[Stored entries]
*-*-*
//! Performance benchmarks for loop search and seam synthesis

use criterion::{black_box, criterion_group, criterion_main, Criterion};
use loopseam::features::phase::align::best_circular_align;
use loopseam::features::spectral::SpectralDistance;
use loopseam::{CrossfadeCurve, LoopStitcher, StitchConfig};

fn tone(len: usize, sample_rate: f32, freq: f32) -> Vec<f32> {
    (0..len)
        .map(|i| {
            let phase = i as f32 * freq * 2.0 * std::f32::consts::PI / sample_rate;
            0.5 * phase.sin() + 0.2 * (2.0 * phase).sin()
        })
        .collect()
}

fn bench_stitch_loop(c: &mut Criterion) {
    // Quarter second at 48 kHz, L = 256
    let samples = tone(12000, 48000.0, 220.0);
    let stitcher = LoopStitcher::new(StitchConfig {
        fft_size: 256,
        ..StitchConfig::with_overlap(256)
    })
    .unwrap();

    c.bench_function("stitch_loop_12k_l256", |b| {
        b.iter(|| {
            let mut buffer = samples.clone();
            let _ = stitcher.stitch_loop_in_place(
                black_box(&mut buffer),
                black_box(500),
                black_box(11500),
                CrossfadeCurve::EqualPower,
            );
        });
    });
}

fn bench_spectral_distance(c: &mut Criterion) {
    let samples = tone(4096, 48000.0, 220.0);
    let engine = SpectralDistance::new(1024, -60.0).unwrap();

    c.bench_function("spectral_distance_1024", |b| {
        b.iter(|| engine.distance(black_box(&samples[..1024]), black_box(&samples[2000..3024])));
    });
}

fn bench_phase_align(c: &mut Criterion) {
    let samples = tone(4096, 48000.0, 220.0);

    c.bench_function("circular_align_1024_shift8", |b| {
        b.iter(|| best_circular_align(black_box(&samples[..1024]), black_box(&samples[3..1027]), 8));
    });
}

criterion_group!(benches, bench_stitch_loop, bench_spectral_distance, bench_phase_align);
criterion_main!(benches);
*-*-*
• Required action
List every line above that contains the word "freq".

• Completed exercise
fn tone(len: usize, sample_rate: f32, freq: f32) -> Vec<f32> {
            let phase = i as f32 * freq * 2.0 * std::f32::consts::PI / sample_rate;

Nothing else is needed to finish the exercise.